[SUPPLIED RECORDS Boundary: Start]

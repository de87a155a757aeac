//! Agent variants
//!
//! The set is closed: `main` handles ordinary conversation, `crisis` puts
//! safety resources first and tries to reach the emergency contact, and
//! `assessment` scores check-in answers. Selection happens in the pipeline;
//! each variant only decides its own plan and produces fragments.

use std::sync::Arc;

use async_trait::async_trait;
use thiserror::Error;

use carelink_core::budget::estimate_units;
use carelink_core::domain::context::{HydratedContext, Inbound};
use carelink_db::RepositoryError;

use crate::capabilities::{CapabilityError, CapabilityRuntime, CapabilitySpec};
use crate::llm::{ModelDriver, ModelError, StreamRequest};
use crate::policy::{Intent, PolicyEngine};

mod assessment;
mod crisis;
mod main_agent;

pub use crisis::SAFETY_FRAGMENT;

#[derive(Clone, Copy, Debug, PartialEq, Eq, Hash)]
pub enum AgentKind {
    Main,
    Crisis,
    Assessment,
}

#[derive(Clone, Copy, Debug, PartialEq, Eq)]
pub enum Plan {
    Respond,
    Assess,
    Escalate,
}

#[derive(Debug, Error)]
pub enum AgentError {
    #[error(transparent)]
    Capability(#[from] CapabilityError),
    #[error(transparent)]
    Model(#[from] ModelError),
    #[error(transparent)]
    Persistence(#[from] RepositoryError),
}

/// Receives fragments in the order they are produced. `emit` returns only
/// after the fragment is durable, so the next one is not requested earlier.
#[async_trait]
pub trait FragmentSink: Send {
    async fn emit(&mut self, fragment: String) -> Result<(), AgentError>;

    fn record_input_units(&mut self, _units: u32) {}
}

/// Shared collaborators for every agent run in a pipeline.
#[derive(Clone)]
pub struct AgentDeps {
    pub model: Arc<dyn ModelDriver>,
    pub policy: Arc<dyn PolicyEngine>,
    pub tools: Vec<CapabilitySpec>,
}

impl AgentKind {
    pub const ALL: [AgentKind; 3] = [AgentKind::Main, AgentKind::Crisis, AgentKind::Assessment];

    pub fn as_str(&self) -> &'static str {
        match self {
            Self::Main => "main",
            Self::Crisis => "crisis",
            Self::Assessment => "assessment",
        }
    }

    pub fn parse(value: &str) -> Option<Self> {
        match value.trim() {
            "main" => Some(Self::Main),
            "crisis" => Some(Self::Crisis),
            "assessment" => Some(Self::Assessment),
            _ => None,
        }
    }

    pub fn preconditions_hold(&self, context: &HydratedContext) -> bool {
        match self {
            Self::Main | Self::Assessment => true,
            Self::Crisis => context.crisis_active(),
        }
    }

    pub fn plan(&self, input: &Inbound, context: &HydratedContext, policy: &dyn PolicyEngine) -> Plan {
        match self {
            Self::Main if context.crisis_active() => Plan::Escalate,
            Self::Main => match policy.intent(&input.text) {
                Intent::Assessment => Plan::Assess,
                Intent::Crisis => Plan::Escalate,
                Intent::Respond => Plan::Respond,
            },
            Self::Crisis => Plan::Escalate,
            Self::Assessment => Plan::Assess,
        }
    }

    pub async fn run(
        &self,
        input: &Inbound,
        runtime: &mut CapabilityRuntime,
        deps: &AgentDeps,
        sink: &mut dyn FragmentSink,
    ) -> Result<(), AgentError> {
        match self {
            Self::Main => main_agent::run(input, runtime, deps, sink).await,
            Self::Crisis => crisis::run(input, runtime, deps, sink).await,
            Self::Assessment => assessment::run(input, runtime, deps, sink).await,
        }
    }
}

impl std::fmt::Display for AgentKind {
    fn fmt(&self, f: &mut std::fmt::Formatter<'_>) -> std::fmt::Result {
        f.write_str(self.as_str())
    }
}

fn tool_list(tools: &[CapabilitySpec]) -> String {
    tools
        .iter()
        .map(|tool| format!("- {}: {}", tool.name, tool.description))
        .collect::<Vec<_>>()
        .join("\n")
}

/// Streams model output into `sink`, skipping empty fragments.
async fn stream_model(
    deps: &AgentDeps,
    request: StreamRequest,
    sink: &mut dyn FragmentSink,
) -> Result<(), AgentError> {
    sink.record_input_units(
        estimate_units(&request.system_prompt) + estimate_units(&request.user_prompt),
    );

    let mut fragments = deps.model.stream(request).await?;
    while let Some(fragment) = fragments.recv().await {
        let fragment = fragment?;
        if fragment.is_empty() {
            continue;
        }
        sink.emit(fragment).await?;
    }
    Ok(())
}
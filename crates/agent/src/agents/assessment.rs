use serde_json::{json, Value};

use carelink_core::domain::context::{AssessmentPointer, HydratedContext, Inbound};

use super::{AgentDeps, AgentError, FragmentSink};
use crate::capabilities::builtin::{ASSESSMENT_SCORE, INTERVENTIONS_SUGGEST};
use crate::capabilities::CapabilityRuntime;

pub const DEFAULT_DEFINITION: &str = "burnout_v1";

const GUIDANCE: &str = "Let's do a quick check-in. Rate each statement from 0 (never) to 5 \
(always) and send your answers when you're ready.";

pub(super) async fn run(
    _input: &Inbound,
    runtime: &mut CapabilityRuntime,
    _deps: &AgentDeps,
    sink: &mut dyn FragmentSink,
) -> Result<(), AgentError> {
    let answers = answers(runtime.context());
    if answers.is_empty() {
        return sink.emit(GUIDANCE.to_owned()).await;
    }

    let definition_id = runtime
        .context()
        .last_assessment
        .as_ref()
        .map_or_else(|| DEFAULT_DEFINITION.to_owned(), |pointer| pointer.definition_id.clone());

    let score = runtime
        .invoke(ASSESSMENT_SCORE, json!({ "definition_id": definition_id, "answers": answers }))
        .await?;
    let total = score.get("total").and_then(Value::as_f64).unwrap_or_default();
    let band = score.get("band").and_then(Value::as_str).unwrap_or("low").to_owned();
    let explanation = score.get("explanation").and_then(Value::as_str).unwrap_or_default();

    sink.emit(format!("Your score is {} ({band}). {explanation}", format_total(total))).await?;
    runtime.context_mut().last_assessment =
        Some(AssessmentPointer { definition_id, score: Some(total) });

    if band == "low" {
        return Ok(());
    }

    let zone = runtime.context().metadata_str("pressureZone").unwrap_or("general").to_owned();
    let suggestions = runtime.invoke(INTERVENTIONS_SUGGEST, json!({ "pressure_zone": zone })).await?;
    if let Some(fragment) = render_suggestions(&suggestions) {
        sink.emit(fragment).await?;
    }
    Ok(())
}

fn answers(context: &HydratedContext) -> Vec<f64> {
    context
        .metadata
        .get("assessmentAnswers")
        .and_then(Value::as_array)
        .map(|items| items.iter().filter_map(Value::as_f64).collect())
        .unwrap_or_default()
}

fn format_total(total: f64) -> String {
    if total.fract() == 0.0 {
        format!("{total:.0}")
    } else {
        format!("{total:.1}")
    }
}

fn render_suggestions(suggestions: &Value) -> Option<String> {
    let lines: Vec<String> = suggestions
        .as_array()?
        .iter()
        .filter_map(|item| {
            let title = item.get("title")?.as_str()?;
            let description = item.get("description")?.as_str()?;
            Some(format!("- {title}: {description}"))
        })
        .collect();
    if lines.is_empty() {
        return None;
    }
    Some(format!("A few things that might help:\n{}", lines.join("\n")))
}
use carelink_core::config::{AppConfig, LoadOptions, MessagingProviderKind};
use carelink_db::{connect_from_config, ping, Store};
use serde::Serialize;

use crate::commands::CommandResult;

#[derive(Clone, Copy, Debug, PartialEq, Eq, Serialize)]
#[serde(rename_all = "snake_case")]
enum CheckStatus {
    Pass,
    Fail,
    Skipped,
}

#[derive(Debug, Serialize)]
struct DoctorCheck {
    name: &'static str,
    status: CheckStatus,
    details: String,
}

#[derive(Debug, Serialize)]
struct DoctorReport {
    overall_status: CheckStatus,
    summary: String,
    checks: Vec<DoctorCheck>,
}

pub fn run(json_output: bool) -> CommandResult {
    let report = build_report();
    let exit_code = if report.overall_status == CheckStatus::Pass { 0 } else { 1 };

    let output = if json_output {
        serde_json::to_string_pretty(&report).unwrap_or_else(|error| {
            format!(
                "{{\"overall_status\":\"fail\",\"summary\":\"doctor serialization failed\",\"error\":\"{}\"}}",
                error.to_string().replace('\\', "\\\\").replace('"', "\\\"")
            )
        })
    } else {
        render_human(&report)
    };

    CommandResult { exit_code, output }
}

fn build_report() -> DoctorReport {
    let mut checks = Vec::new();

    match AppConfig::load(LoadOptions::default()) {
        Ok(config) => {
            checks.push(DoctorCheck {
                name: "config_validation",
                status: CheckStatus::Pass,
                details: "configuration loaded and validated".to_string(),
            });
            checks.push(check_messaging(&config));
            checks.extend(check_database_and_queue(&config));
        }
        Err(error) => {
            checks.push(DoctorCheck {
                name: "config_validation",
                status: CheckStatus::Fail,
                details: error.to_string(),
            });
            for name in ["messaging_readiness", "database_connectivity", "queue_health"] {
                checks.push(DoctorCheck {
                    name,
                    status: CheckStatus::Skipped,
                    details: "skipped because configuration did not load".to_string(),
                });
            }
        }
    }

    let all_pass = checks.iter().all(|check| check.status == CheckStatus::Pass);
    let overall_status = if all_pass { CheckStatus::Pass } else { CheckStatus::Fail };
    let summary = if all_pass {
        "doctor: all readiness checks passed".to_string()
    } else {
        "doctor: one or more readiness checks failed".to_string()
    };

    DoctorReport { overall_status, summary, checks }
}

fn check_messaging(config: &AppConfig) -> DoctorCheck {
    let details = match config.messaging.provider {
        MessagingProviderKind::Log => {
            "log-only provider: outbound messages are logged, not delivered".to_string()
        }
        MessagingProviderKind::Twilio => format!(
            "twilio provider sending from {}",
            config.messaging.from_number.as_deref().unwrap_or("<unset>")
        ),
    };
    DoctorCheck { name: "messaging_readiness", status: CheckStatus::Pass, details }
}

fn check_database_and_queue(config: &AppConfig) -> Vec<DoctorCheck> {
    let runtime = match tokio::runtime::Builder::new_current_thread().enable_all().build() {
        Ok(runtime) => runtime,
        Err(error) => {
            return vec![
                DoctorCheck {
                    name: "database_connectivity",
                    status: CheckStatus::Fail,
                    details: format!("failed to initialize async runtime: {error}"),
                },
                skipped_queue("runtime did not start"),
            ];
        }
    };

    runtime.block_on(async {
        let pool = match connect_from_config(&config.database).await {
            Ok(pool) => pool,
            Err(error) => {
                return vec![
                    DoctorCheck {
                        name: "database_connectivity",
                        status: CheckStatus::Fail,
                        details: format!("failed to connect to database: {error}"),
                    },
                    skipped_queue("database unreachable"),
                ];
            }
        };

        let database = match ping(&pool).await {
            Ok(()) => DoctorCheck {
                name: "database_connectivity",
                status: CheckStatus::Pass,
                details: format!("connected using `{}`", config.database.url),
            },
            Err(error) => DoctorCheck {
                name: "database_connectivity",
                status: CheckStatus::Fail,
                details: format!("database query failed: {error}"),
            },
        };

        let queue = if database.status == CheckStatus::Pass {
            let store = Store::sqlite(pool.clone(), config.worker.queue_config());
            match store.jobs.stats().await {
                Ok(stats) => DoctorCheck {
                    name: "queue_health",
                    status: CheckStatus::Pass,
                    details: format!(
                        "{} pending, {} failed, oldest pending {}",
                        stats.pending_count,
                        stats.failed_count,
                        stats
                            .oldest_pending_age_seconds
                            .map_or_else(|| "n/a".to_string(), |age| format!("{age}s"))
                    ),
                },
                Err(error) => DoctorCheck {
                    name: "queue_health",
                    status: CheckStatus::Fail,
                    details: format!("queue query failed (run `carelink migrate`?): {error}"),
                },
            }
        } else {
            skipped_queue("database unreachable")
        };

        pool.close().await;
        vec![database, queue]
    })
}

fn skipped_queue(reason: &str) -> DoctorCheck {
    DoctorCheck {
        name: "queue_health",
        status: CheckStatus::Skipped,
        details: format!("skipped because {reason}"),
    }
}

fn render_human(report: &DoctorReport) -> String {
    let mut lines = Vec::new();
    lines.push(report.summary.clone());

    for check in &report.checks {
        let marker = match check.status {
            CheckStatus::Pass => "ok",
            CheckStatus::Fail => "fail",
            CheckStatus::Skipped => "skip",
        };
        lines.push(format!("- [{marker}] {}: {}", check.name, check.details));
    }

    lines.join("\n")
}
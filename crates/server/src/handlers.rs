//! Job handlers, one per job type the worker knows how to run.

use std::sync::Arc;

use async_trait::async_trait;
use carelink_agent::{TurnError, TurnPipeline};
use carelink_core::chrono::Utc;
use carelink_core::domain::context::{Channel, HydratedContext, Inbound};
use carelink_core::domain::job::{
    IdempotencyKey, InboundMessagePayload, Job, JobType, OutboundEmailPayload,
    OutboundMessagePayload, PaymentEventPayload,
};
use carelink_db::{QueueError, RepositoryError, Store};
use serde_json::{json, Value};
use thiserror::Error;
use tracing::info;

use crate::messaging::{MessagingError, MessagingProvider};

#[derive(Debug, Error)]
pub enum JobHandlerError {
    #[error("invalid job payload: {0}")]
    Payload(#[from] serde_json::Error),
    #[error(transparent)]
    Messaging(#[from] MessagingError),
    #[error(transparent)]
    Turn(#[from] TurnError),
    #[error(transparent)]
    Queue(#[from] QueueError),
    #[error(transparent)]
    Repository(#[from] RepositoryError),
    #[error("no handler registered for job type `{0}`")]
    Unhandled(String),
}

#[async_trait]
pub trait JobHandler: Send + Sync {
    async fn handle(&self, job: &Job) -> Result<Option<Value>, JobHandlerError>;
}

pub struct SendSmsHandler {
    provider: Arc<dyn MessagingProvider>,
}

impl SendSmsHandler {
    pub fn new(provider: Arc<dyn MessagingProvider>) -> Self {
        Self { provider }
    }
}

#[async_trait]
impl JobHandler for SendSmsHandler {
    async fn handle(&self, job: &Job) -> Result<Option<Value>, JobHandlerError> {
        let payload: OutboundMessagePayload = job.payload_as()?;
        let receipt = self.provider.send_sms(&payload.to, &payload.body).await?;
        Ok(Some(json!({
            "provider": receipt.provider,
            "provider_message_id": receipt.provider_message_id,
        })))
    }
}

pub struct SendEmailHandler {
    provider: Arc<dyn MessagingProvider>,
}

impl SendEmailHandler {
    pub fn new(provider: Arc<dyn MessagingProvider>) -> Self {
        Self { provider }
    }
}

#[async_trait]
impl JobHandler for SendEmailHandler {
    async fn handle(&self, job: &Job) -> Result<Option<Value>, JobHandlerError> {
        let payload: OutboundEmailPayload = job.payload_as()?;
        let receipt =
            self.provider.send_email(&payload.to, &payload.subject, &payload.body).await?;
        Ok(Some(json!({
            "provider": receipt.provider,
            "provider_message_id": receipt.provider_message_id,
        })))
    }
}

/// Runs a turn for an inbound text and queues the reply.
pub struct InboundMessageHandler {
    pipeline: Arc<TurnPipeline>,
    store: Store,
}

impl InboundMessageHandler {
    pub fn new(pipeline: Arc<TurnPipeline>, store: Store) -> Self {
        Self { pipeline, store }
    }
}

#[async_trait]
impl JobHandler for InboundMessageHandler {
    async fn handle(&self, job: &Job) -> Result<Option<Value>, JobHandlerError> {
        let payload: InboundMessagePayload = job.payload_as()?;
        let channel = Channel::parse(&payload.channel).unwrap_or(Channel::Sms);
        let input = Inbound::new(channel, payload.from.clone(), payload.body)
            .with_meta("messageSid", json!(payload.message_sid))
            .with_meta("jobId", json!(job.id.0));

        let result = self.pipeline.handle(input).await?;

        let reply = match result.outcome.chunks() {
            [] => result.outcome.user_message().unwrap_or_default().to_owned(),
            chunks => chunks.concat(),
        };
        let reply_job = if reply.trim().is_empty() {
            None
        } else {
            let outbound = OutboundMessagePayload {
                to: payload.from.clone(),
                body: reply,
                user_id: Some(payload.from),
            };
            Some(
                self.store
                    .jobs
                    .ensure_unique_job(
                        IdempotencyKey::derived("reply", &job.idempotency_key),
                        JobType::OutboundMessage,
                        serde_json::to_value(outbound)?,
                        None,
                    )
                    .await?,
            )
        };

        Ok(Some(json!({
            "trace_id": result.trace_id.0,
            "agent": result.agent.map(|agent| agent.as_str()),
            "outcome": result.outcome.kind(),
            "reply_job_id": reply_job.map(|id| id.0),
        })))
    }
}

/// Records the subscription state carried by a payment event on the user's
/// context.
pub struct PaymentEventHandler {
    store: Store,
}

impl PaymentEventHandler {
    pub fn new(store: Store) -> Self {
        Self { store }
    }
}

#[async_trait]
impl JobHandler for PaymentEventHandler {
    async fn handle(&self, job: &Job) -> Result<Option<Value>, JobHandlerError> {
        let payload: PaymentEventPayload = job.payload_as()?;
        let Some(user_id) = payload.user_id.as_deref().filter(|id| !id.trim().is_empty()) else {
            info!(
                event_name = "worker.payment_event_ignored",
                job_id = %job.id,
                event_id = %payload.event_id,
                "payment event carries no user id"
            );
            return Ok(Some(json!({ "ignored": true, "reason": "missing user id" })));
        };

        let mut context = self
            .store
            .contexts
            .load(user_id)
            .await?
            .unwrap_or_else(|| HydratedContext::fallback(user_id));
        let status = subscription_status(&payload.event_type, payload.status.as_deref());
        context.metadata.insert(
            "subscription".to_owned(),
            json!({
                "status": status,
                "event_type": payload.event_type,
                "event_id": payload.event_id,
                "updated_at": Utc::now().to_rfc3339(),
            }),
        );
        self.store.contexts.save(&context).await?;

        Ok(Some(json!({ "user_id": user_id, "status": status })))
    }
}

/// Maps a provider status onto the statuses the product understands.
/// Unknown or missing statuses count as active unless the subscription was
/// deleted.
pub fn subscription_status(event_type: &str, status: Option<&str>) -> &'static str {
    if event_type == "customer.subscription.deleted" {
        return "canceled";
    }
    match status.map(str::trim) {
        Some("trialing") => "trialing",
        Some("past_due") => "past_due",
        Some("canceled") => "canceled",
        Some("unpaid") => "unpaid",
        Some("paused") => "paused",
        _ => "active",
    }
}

[SUPPLIED RECORDS Boundary: End]

• _DIRECTIONS FOR THIS TASK_:
Which lines of the records contain "RepositoryError"? Show each of them.

• _ANSWER SPACE_:
use carelink_db::RepositoryError;
    Persistence(#[from] RepositoryError),
use carelink_db::{QueueError, RepositoryError, Store};
    Repository(#[from] RepositoryError),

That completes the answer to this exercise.